If that's true, what's the purpose of application(_:shouldRestoreSecureApplicationState:)? Do we really need it when we already have tools such as User Defaults and SQLite? Or is it simply a built-in layer on top of these existing tools?

Upvotes: -2

Views: 73

Answers (1)

Paulw11
Paulw11

Reputation: 114773

The application state is different to the application data.

To use a word processor as an example:

The content of the document the user is working on is application data. The name of the document they are working on, and the font style they had selected are examples of application state.

Prior to iOS 4, there was no app suspension state; When the user pressed the home button, the active app was terminated and relaunched when they tapped the application icon.

App state preservation was important to give the impression that the app had actually kept running and not just drop the user back at the initial screen of the app after, say, they answered a phone call.

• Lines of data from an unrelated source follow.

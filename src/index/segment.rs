//! In-memory segment buffer and immutable on-disk segments.

use crate::error::{IndexError, Result};
use crate::index::data::DataStore;
use crate::index::dictionary::{DictEntry, DictionaryStore};
use crate::index::docinfo::{self, DocInfoTable};
use crate::index::postings;
use crate::index::types::*;
use ahash::AHashMap;
use rayon::prelude::*;
use std::fs;
use std::io;
use std::path::{Path, PathBuf};
use tracing::debug;

/// Files that hold a dictionary and its data store
pub trait IndexFiles {
    fn dictionary_path(&self) -> PathBuf;
    fn data_path(&self) -> PathBuf;
}

/// Postings and document records buffered for the next segment
#[derive(Default)]
pub struct SegmentBuilder {
    postings: AHashMap<String, PostingsList>,
    docs: DocInfoTable,
    /// Document currently being fed; its record survives a flush
    open_doc: Option<DocId>,
}

impl SegmentBuilder {
    pub fn new() -> Self {
        Self::default()
    }

    /// Unique buffered terms
    pub fn term_count(&self) -> usize {
        self.postings.len()
    }

    pub fn contains_term(&self, term: &str) -> bool {
        self.postings.contains_key(term)
    }

    /// Document currently open, if any
    pub fn open_doc(&self) -> Option<DocId> {
        self.open_doc
    }

    pub fn docs(&self) -> &DocInfoTable {
        &self.docs
    }

    /// Register a document and make it the open one
    pub fn open_document(&mut self, doc_id: DocId, name: &str) {
        self.docs.open_document(doc_id, name);
        self.open_doc = Some(doc_id);
    }

    /// Buffer one occurrence of `term`
    pub fn insert(&mut self, term: &str, doc_id: DocId, position: Position) {
        match self.postings.get_mut(term) {
            Some(list) => list.add_posting(doc_id, position),
            None => {
                let mut list = PostingsList::new();
                list.add_posting(doc_id, position);
                self.postings.insert(term.to_owned(), list);
            }
        }
        self.docs.record_token(doc_id);
        if self.open_doc.is_none_or(|open| open < doc_id) {
            self.open_doc = Some(doc_id);
        }
    }

    /// Whether a flush would write anything
    pub fn has_pending(&self, retain_open: bool) -> bool {
        if !self.postings.is_empty() {
            return true;
        }
        match (retain_open, self.open_doc) {
            (true, Some(open)) => self.docs.iter().any(|r| r.doc_id != open),
            _ => !self.docs.is_empty(),
        }
    }

    /// Write the buffer as segment `generation` in `dir` and clear it.
    ///
    /// With `retain_open`, the open document's record stays buffered so a
    /// document spanning the flush keeps a single, complete record.
    /// Returns `None` when there is nothing to write.
    pub fn flush(
        &mut self,
        dir: &Path,
        generation: Generation,
        table_size: u64,
        retain_open: bool,
    ) -> Result<Option<Segment>> {
        if !self.has_pending(retain_open) {
            return Ok(None);
        }
        if self.postings.len() as u64 > table_size {
            return Err(IndexError::CapacityExceeded {
                terms: self.postings.len() as u64,
                capacity: table_size,
            });
        }

        let segment = Segment::new(dir, generation);

        let mut terms: Vec<(String, PostingsList)> = self.postings.drain().collect();
        terms.par_sort_unstable_by(|a, b| a.0.cmp(&b.0));
        let blobs: Vec<(String, String)> = terms
            .into_par_iter()
            .map(|(term, list)| {
                let blob = postings::encode(&term, &list);
                (term, blob)
            })
            .collect();

        let mut data = DataStore::create(&segment.data_path())?;
        let mut dictionary = DictionaryStore::create(&segment.dictionary_path(), table_size)?;
        for (term, blob) in &blobs {
            let (offset, length) = data.append(blob.as_bytes())?;
            dictionary.write(term, DictEntry::new(offset, length), &data)?;
        }
        data.sync()?;
        dictionary.sync()?;

        let retain = if retain_open { self.open_doc } else { None };
        let records = self.docs.drain_except(retain);
        let doc_count = docinfo::write_records(&segment.docinfo_path(), &records)?;
        if !retain_open {
            self.open_doc = None;
        }

        debug!(
            generation,
            terms = dictionary.len(),
            docs = doc_count,
            "segment files written"
        );

        Ok(Some(Segment {
            term_count: dictionary.len(),
            doc_count,
            data_len: data.free(),
            collisions: dictionary.collisions(),
            ..segment
        }))
    }
}

/// An immutable flushed segment
#[derive(Debug)]
pub struct Segment {
    dir: PathBuf,
    generation: Generation,
    term_count: u64,
    doc_count: usize,
    /// Free pointer of the data store when flushed
    data_len: u64,
    collisions: u64,
}

impl Segment {
    fn new(dir: &Path, generation: Generation) -> Self {
        Self {
            dir: dir.to_path_buf(),
            generation,
            term_count: 0,
            doc_count: 0,
            data_len: 0,
            collisions: 0,
        }
    }

    pub fn generation(&self) -> Generation {
        self.generation
    }

    pub fn term_count(&self) -> u64 {
        self.term_count
    }

    pub fn doc_count(&self) -> usize {
        self.doc_count
    }

    pub fn data_len(&self) -> u64 {
        self.data_len
    }

    pub fn collisions(&self) -> u64 {
        self.collisions
    }

    pub fn docinfo_path(&self) -> PathBuf {
        generation_path(&self.dir, DOCINFO_FNAME, self.generation)
    }

    /// Delete the segment's files once it has been folded
    pub fn remove(self) -> Result<()> {
        for path in [self.dictionary_path(), self.data_path(), self.docinfo_path()] {
            remove_if_exists(&path)?;
        }
        Ok(())
    }
}

impl IndexFiles for Segment {
    fn dictionary_path(&self) -> PathBuf {
        generation_path(&self.dir, DICTIONARY_FNAME, self.generation)
    }

    fn data_path(&self) -> PathBuf {
        generation_path(&self.dir, DATA_FNAME, self.generation)
    }
}

pub(crate) fn remove_if_exists(path: &Path) -> Result<()> {
    match fs::remove_file(path) {
        Ok(()) => Ok(()),
        Err(e) if e.kind() == io::ErrorKind::NotFound => Ok(()),
        Err(e) => Err(e.into()),
    }
}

Although today it can take some time before an application is actually terminated, if your application has complex state that the user would expect to be maintained, then it is important to adopt state restoration. E.g. For a word processor, state restoration might be vital. For a social media app that always displays the most recent "feed", state restoration may not be important at all.

While you can use UserDefaults or even Core Data to store and retrieve application state, encodeRestorableState provides an elegant way for each UIViewController subclass to provide its state to the restoration process in isolation and without tightly coupling UIViewController classes to some state restoration object, which would happen if you used Core Data or UserDefaults.